The truck doors opened, the light blinding. An order came to stand and he saw the bodies of other men struggling to get up. He saw the fear on their helpless faces. One man was still in his underwear and slippers.
The guards kept their gun barrels pointed at them, and Nic
olas had one shoved in his face as he exited the truck. He felt his tongue sticking to the roof of his mouth. Water. He needed to drink something. He tried licking his lips, but everything, even his tongue, was dry. He needed to change his clothes, to clean himself up. When he stepped out, he knew exactly where he was: Fort Dimanche.
The pestilence surrounding the fortress was unmistakable. Fort Dimanche was built on swampland, just off the bay of Portau-Prince, near Chancerelle.
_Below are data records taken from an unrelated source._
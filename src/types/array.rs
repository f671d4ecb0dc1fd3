//! Owned n-dimensional buffer exchanged with the array store.
//!
//! An `NdArray` is a dtype tag, a shape and a flat little-endian byte buffer in C order.
//! Row operations (slice, take, gather, extend) work on raw bytes so they are
//! dtype-agnostic; numeric conversions go through [`Element`].

use std::ops::Range;

use smallvec::SmallVec;

use super::dtype::{DType, Element, with_element_type};
use crate::error::{Result, TrxError};

pub type Shape = SmallVec<[usize; 4]>;

#[derive(Debug, Clone, PartialEq, Eq)]
pub struct NdArray {
    dtype: DType,
    shape: Shape,
    data: Vec<u8>,
}

fn element_count(shape: &[usize]) -> usize {
    shape.iter().product()
}

fn buffer_error(reason: String) -> TrxError {
    TrxError::ShapeMismatch {
        path: "<buffer>".to_string(),
        reason,
    }
}

impl NdArray {
    /// Wrap raw little-endian bytes. `shape` must have at least one dimension.
    pub fn new(dtype: DType, shape: &[usize], data: Vec<u8>) -> Result<Self> {
        if shape.is_empty() {
            return Err(buffer_error("scalar arrays are not supported".into()));
        }
        let expected = element_count(shape) * dtype.itemsize();
        if data.len() != expected {
            return Err(buffer_error(format!(
                "{} bytes for shape {shape:?} of {dtype}, expected {expected}",
                data.len()
            )));
        }
        Ok(Self {
            dtype,
            shape: Shape::from_slice(shape),
            data,
        })
    }

    /// Zero rows with the given trailing dimensions.
    #[must_use]
    pub fn empty(dtype: DType, trailing: &[usize]) -> Self {
        let mut shape = Shape::new();
        shape.push(0);
        shape.extend_from_slice(trailing);
        Self {
            dtype,
            shape,
            data: Vec::new(),
        }
    }

    pub fn zeros(dtype: DType, shape: &[usize]) -> Result<Self> {
        Self::new(dtype, shape, vec![0u8; element_count(shape) * dtype.itemsize()])
    }

    pub fn from_vec<T: Element>(values: Vec<T>, shape: &[usize]) -> Result<Self> {
        let mut data = Vec::with_capacity(values.len() * T::DTYPE.itemsize());
        for value in values {
            value.write_le(&mut data);
        }
        Self::new(T::DTYPE, shape, data)
    }

    /// One-dimensional array of `values`.
    #[must_use]
    pub fn from_slice<T: Element>(values: &[T]) -> Self {
        let mut data = Vec::with_capacity(values.len() * T::DTYPE.itemsize());
        for value in values {
            value.write_le(&mut data);
        }
        Self {
            dtype: T::DTYPE,
            shape: smallvec::smallvec![values.len()],
            data,
        }
    }

    /// Two-dimensional array with one row per entry.
    #[must_use]
    pub fn from_rows<T: Element, const N: usize>(rows: &[[T; N]]) -> Self {
        let mut data = Vec::with_capacity(rows.len() * N * T::DTYPE.itemsize());
        for row in rows {
            for value in row {
                value.write_le(&mut data);
            }
        }
        Self {
            dtype: T::DTYPE,
            shape: smallvec::smallvec![rows.len(), N],
            data,
        }
    }

    /// Encode `values` as `dtype`, rounding for integer targets.
    pub fn from_f64_as(dtype: DType, values: &[f64], shape: &[usize]) -> Result<Self> {
        let data = with_element_type!(dtype, T => {
            let mut data = Vec::with_capacity(values.len() * dtype.itemsize());
            for value in values {
                T::from_f64(*value).write_le(&mut data);
            }
            data
        });
        Self::new(dtype, shape, data)
    }

    /// Encode index values as `dtype`. Only integer targets are accepted.
    pub fn from_indices_as(dtype: DType, values: &[u64], shape: &[usize]) -> Result<Self> {
        if !dtype.is_integer() {
            return Err(TrxError::UnsupportedDType {
                dtype: dtype.to_string(),
            });
        }
        let data = with_element_type!(dtype, T => {
            let mut data = Vec::with_capacity(values.len() * dtype.itemsize());
            for value in values {
                T::from_index(*value).write_le(&mut data);
            }
            data
        });
        Self::new(dtype, shape, data)
    }

    #[must_use]
    pub fn dtype(&self) -> DType {
        self.dtype
    }

    #[must_use]
    pub fn shape(&self) -> &[usize] {
        &self.shape
    }

    #[must_use]
    pub fn ndim(&self) -> usize {
        self.shape.len()
    }

    /// Size of the first dimension.
    #[must_use]
    pub fn rows(&self) -> usize {
        self.shape[0]
    }

    #[must_use]
    pub fn trailing_shape(&self) -> &[usize] {
        &self.shape[1..]
    }

    /// Elements in one row.
    #[must_use]
    pub fn row_len(&self) -> usize {
        element_count(self.trailing_shape())
    }

    #[must_use]
    pub fn row_nbytes(&self) -> usize {
        self.row_len() * self.dtype.itemsize()
    }

    #[must_use]
    pub fn as_bytes(&self) -> &[u8] {
        &self.data
    }

    #[must_use]
    pub fn into_bytes(self) -> Vec<u8> {
        self.data
    }

    #[must_use]
    pub fn row_bytes(&self, row: usize) -> &[u8] {
        let width = self.row_nbytes();
        &self.data[row * width..(row + 1) * width]
    }

    /// Same dtype and trailing shape, so rows of one can be appended to the other.
    #[must_use]
    pub fn is_row_compatible(&self, other: &Self) -> bool {
        self.dtype == other.dtype && self.trailing_shape() == other.trailing_shape()
    }

    /// Reinterpret with a new shape covering the same number of elements.
    pub fn reshape(self, shape: &[usize]) -> Result<Self> {
        Self::new(self.dtype, shape, self.data)
    }

    pub fn to_vec<T: Element>(&self) -> Result<Vec<T>> {
        if self.dtype != T::DTYPE {
            return Err(buffer_error(format!(
                "cannot read {} as {}",
                self.dtype,
                T::DTYPE
            )));
        }
        let size = self.dtype.itemsize();
        Ok(self.data.chunks_exact(size).map(T::read_le).collect())
    }

    pub fn to_f64_vec(&self) -> Result<Vec<f64>> {
        let size = self.dtype.itemsize();
        with_element_type!(self.dtype, T => {
            Ok(self
                .data
                .chunks_exact(size)
                .map(|bytes| T::read_le(bytes).to_f64())
                .collect())
        })
    }

    /// Decode as streamline indices; fails on negative or non-integral values.
    pub fn to_index_vec(&self) -> Result<Vec<u64>> {
        let size = self.dtype.itemsize();
        with_element_type!(self.dtype, T => {
            self.data
                .chunks_exact(size)
                .map(|bytes| {
                    let value = T::read_le(bytes);
                    value.to_index().ok_or_else(|| {
                        buffer_error(format!("{} is not a valid index", value.to_f64()))
                    })
                })
                .collect()
        })
    }

    fn with_rows(&self, rows: usize, data: Vec<u8>) -> Self {
        let mut shape = self.shape.clone();
        shape[0] = rows;
        Self {
            dtype: self.dtype,
            shape,
            data,
        }
    }

    pub fn slice_rows(&self, range: Range<usize>) -> Result<Self> {
        if range.start > range.end || range.end > self.rows() {
            return Err(buffer_error(format!(
                "row range {range:?} outside {} rows",
                self.rows()
            )));
        }
        let width = self.row_nbytes();
        let data = self.data[range.start * width..range.end * width].to_vec();
        Ok(self.with_rows(range.len(), data))
    }

    /// Row-gather in the given order; repeated rows are repeated in the output.
    pub fn take_rows(&self, rows: &[usize]) -> Result<Self> {
        let width = self.row_nbytes();
        let mut data = Vec::with_capacity(rows.len() * width);
        for &row in rows {
            if row >= self.rows() {
                return Err(buffer_error(format!(
                    "row {row} outside {} rows",
                    self.rows()
                )));
            }
            data.extend_from_slice(self.row_bytes(row));
        }
        Ok(self.with_rows(rows.len(), data))
    }

    /// Concatenate row blocks in iteration order.
    pub fn gather_ranges<I>(&self, ranges: I) -> Result<Self>
    where
        I: IntoIterator<Item = Range<usize>>,
    {
        let width = self.row_nbytes();
        let mut data = Vec::new();
        let mut rows = 0;
        for range in ranges {
            if range.start > range.end || range.end > self.rows() {
                return Err(buffer_error(format!(
                    "row range {range:?} outside {} rows",
                    self.rows()
                )));
            }
            data.extend_from_slice(&self.data[range.start * width..range.end * width]);
            rows += range.len();
        }
        Ok(self.with_rows(rows, data))
    }

    pub fn extend_rows(&mut self, other: &Self) -> Result<()> {
        if !self.is_row_compatible(other) {
            return Err(buffer_error(format!(
                "cannot append {} rows of {:?} to {} rows of {:?}",
                other.dtype,
                other.trailing_shape(),
                self.dtype,
                self.trailing_shape()
            )));
        }
        self.data.extend_from_slice(&other.data);
        self.shape[0] += other.rows();
        Ok(())
    }
}

#[cfg(test)]
mod tests {
    use super::*;

    #[test]
    fn new_rejects_inconsistent_buffers() {
        assert!(NdArray::new(DType::Float32, &[2, 3], vec![0u8; 24]).is_ok());
        assert!(NdArray::new(DType::Float32, &[2, 3], vec![0u8; 20]).is_err());
        assert!(NdArray::new(DType::UInt8, &[], Vec::new()).is_err());
    }

    #[test]
    fn take_rows_repeats_and_reorders() {
        let array = NdArray::from_rows(&[[1.0f32, 2.0], [3.0, 4.0], [5.0, 6.0]]);
        let taken = array.take_rows(&[2, 0, 2]).unwrap();
        assert_eq!(taken.shape(), &[3, 2]);
        assert_eq!(
            taken.to_vec::<f32>().unwrap(),
            vec![5.0, 6.0, 1.0, 2.0, 5.0, 6.0]
        );
        assert!(array.take_rows(&[3]).is_err());
    }

    #[test]
    fn gather_ranges_concatenates_blocks() {
        let array = NdArray::from_slice(&[10u16, 11, 12, 13, 14]);
        let gathered = array.gather_ranges([3..5, 0..1, 3..5]).unwrap();
        assert_eq!(gathered.to_vec::<u16>().unwrap(), vec![13, 14, 10, 13, 14]);
    }

    #[test]
    fn extend_rows_checks_trailing_shape() {
        let mut left = NdArray::from_rows(&[[1u8, 2, 3]]);
        let right = NdArray::from_rows(&[[4u8, 5, 6], [7, 8, 9]]);
        left.extend_rows(&right).unwrap();
        assert_eq!(left.rows(), 3);

        let narrow = NdArray::from_rows(&[[1u8, 2]]);
        assert!(left.extend_rows(&narrow).is_err());
    }

    #[test]
    fn index_decoding_rejects_negative_values() {
        let ok = NdArray::from_slice(&[0i32, 5, 9]);
        assert_eq!(ok.to_index_vec().unwrap(), vec![0, 5, 9]);
        let bad = NdArray::from_slice(&[1i32, -2]);
        assert!(bad.to_index_vec().is_err());
    }

    #[test]
    fn float16_decodes_and_encodes() {
        let half = NdArray::new(DType::Float16, &[2], vec![0, 60, 0, 64]).unwrap();
        assert_eq!(half.to_f64_vec().unwrap(), vec![1.0, 2.0]);
        assert_eq!(half.take_rows(&[1]).unwrap().as_bytes(), &[0, 64]);
        let encoded = NdArray::from_f64_as(DType::Float16, &[1.0, 2.0], &[2]).unwrap();
        assert_eq!(encoded.as_bytes(), half.as_bytes());
    }

    #[test]
    fn numeric_casts_follow_target_dtype() {
        let array = NdArray::from_f64_as(DType::Int16, &[1.4, -2.6], &[2]).unwrap();
        assert_eq!(array.to_vec::<i16>().unwrap(), vec![1, -3]);
        let indices = NdArray::from_indices_as(DType::UInt32, &[3, 7], &[2]).unwrap();
        assert_eq!(indices.to_vec::<u32>().unwrap(), vec![3, 7]);
        assert!(NdArray::from_indices_as(DType::Float32, &[1], &[1]).is_err());
    }
}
A smell of sea salt and decay pervaded the air, rumored to stem from the marshes that had become the prison’s execution fields. The Haitian American Sugar Company plant was nearby, and it was said that the roar of processing turbines concealed the screams of tortured prisoners. The bordering slums of La Saline and Cité Simone, as well as the outdoor market of Croix des Bossales, added to the stench.
Nicolas thought it uncanny that men and women were brutalized and silenced here under the orders of a man who called himself a noiriste, a believer in Black Consciousness, right across from the very place where people were once sold into slavery. How much had actually changed when Duvalier was now the disease eating away at Haiti from the inside?
Armed guards surrounded the prisoners, toting their rifles with nonchalance. Many of them were young, barely twenty-five, dressed in the standard Macoute uniform, their eyes hidden behind dark glasses. Nicolas didn’t recognize any of them. Some others wore civilian clothes and paced back and forth, hands glued to their pistols. The prisoners didn’t speak, but Nicolas heard someone whisper a prayer. They all kept their eyes glued on the massive, mustard-colored edifice rising before them.
Nicolas had never seen Fort Dimanche up close. He took in every dark angle of the prison, every crack in its aging walls. A ray of sunlight blinded him as it reflected off the grimy windows behind steel bars. Maybe some of the cells have windows, he thought. What terrified him was the possibility of perpetual darkness, not seeing the sun or the sky for the rest of his short life.
Under the midday sun, Fort Dimanche glowed yellow like a pus-filled wound in the vastness of the land. The walls surrounding the property were flanked with barbed wire, left over from the American occupation in the 1930s. Fort Dimanche had been many things in the past, having served as barracks, a military base for the American marines, a training camp, a shooting range, and even an armory. It took Duvalier’s sadistic rule to convert it into a prison death camp.